By Junko Fujita and Kevin Buckland
TOKYO (Reuters) -Heading into the most consequential Japanese upper house election in memory and a possible defeat for the coalition of Prime Minister Shigeru Ishiba, investors are weighing whether a record sell-off in the nation’s debt has further to run.
Japanese government bonds (JGBs) plunged this week, sending yields on 30-year debt to an all-time high, while the yen slid to multi-month lows against the U.S. dollar and the euro.
Polls have only gotten worse for Ishiba’s ruling Liberal Democratic Party and junior coalition partner Komeito in the final run-up to Sunday’s vote, where upstart parties campaigning on increased spending and tax cuts are likely to gain seats.
These are the main scenarios investors and analysts are considering:
The LDP coalition retains its majority
Analysts generally say the most bullish case for the JGB market and the yen is if the government can hold on to a majority.
The government’s overall debt burden, while still the highest in the developed world at about 250% of gross domestic product, is on a declining trend.
“It is difficult to conclude that Japan’s fiscal condition is on a path of continuous deterioration,” said Koichi Fujishiro, an economist at the Dai-ichi Life Research Institute. “Once the upper house election is over, upward pressure on interest rates stemming from expectations of increased fiscal spending may begin to ease.”

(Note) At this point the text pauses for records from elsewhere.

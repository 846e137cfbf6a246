use dioxus::prelude::*;

mod auth;
mod format_helpers;
mod routes;

use auth::AuthState;
use routes::Route;

const THEME: Asset = asset!("/assets/theme.css");

fn main() {
    #[cfg(feature = "server")]
    dioxus::serve(|| async move {
        use tower_http::request_id::{MakeRequestUuid, PropagateRequestIdLayer, SetRequestIdLayer};

        tracing_subscriber::fmt()
            .with_env_filter(
                tracing_subscriber::EnvFilter::try_from_default_env()
                    .unwrap_or_else(|_| tracing_subscriber::EnvFilter::new("info")),
            )
            .init();

        let pool = server::db::create_pool();
        server::db::run_migrations(&pool).await;

        // Background task: purge expired and revoked refresh tokens hourly
        let cleanup_pool = pool.clone();
        tokio::spawn(async move {
            let mut interval = tokio::time::interval(std::time::Duration::from_secs(60 * 60));
            loop {
                interval.tick().await;
                let _ = sqlx::query(
                    "DELETE FROM refresh_tokens WHERE expires_at < NOW() OR revoked = TRUE",
                )
                .execute(&cleanup_pool)
                .await;
            }
        });

        let state = server::db::AppState { pool: pool.clone() };

        let router = dioxus::server::router(App)
            .layer(axum::middleware::from_fn_with_state(
                state,
                server::auth::middleware::auth_middleware,
            ))
            .layer(PropagateRequestIdLayer::x_request_id())
            .layer(SetRequestIdLayer::x_request_id(MakeRequestUuid));
        Ok(router)
    });

    #[cfg(not(feature = "server"))]
    dioxus::launch(App);
}

#[component]
fn App() -> Element {
    use_context_provider(AuthState::new);

    rsx! {
        document::Link { rel: "stylesheet", href: THEME }
        shared_ui::ToastProvider {
            SuspenseBoundary {
                fallback: |_| rsx! {
                    div { class: "auth-guard-loading",
                        p { "Loading..." }
                    }
                },
                Router::<Route> {}
            }
        }
    }
}
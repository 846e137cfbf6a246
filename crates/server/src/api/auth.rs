// Server-only auth helpers shared across all api/* modules.

use dioxus::prelude::*;
use shared_types::AuthUser;

use crate::db::get_db;
use crate::error_convert::AppErrorExt;

/// Extract and validate the caller's identity from the current request.
/// Checks middleware-injected Claims first, falls back to cookie parsing.
pub(crate) fn require_auth() -> Result<crate::auth::jwt::Claims, ServerFnError> {
    use crate::auth::{cookies, jwt};
    use shared_types::AppError;

    let ctx = dioxus::fullstack::FullstackContext::current()
        .ok_or_else(|| AppError::unauthorized("Authentication required").into_server_fn_error())?;

    let parts = ctx.parts_mut();

    // Primary: Claims already validated by the auth middleware
    if let Some(claims) = parts.extensions.get::<jwt::Claims>() {
        return Ok(claims.clone());
    }

    // Fallback: parse the access token from cookies / Bearer header
    let headers = parts.headers.clone();
    let token = cookies::extract_access_token(&headers)
        .ok_or_else(|| AppError::unauthorized("Authentication required").into_server_fn_error())?;

    jwt::validate_access_token(&token)
        .map_err(|_| AppError::unauthorized("Invalid or expired token").into_server_fn_error())
}

/// Like `require_auth`, but returns None instead of an error when the
/// request carries no usable credentials. Used by `get_current_user`.
pub(crate) fn optional_auth() -> Option<crate::auth::jwt::Claims> {
    require_auth().ok()
}

/// Fetch the full AuthUser for a validated user id. Returns None and clears
/// stale cookies when the user no longer exists.
pub(crate) async fn fetch_auth_user(user_id: i64) -> Result<Option<AuthUser>, ServerFnError> {
    let db = get_db().await;
    let user = crate::repo::user::find_by_id(db, user_id)
        .await
        .map_err(|e| e.into_server_fn_error())?;

    match user {
        Some(u) => Ok(Some(AuthUser::from(u))),
        None => {
            crate::auth::cookies::schedule_clear_cookies();
            tracing::warn!(user_id, "Auth token references non-existent user, clearing cookies");
            Ok(None)
        }
    }
}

A victory for Ishiba’s coalition would likely see a recovery for the JGB market, where an eight-day sell-off sent yields on 30-year debt up 35 basis points (bps) to a record 3.20% on Tuesday.
“If this scenario plays out, some of the JGB shorts look vulnerable, as Ishiba is expected to resist talk of debt-financed tax cuts,” Standard Chartered analysts said in a note.
LDP coalition is weakened, and Ishiba steps aside
An increasingly likely outcome is that Ishiba’s coalition fails to win the 50 seats needed to retain its upper house majority, forcing it to seek additional partnerships.
Among the most likely candidates is the Democratic Party for the People (DPP), which has urged the Bank of Japan to reverse course and again loosen monetary policy.
The surge in JGB yields this week was the market pricing in such a scenario, said Takashi Fujiwara, chief fund manager at Resona Asset Management’s fixed income investment division.
Within the LDP, a leading candidate to replace Ishiba, should he be forced to step down, is Abenomics proponent Sanae Takaichi, who has advocated for a resumption of monetary easing by the BOJ.
The resulting political uncertainty from an Ishiba resignation could be a trigger for foreign investors to sell Japanese shares and the yen, according to analysts, with TD predicting the dollar-yen rate could “easily break above” the 200-day moving average of 149.70.
For Japanese stocks, though, a sell-off may be temporary, as the overall framework and policies of the LDP are likely to remain intact, said Yugo Tsuboi, the chief strategist at Daiwa Securities.
On the contrary, “if Ishiba stays, that’s negative for stocks, because political uncertainties will remain, which the market doesn’t like,” Tsuboi said.
Outsider parties make major gains
Analysts say that a strong showing by outsider parties on Sunday would be the most disruptive to Japan’s markets. All three leading opposition parties back some form of consumption tax cuts, with the populist, right-wing Sanseito proposing a phase-out of VAT altogether.
“If the DPP and Sanseito, which are calling for an increase in JGB issuance, fare even better than in the polls, we could see even further bear-steepening,” Barclays analysts wrote in a note, referring to a sharper rise in longer-dated bond yields than shorter-dated ones.
They estimate that a 5 percentage point cut to Japan’s sales tax, currently at 10%, would lead to a 15-20 basis point increase in the 30-year yield.
A coalition government of opposition parties would be expected to abolish the consumption tax and gasoline levies, paying for it with increased JGBs, Societe Generale’s Jin Kenzaki said in a note.
The chances of that outcome are only about 10%, Kenzaki wrote, but in such an event, “long-term interest rates will rise significantly from the beginning of the term and remain high.”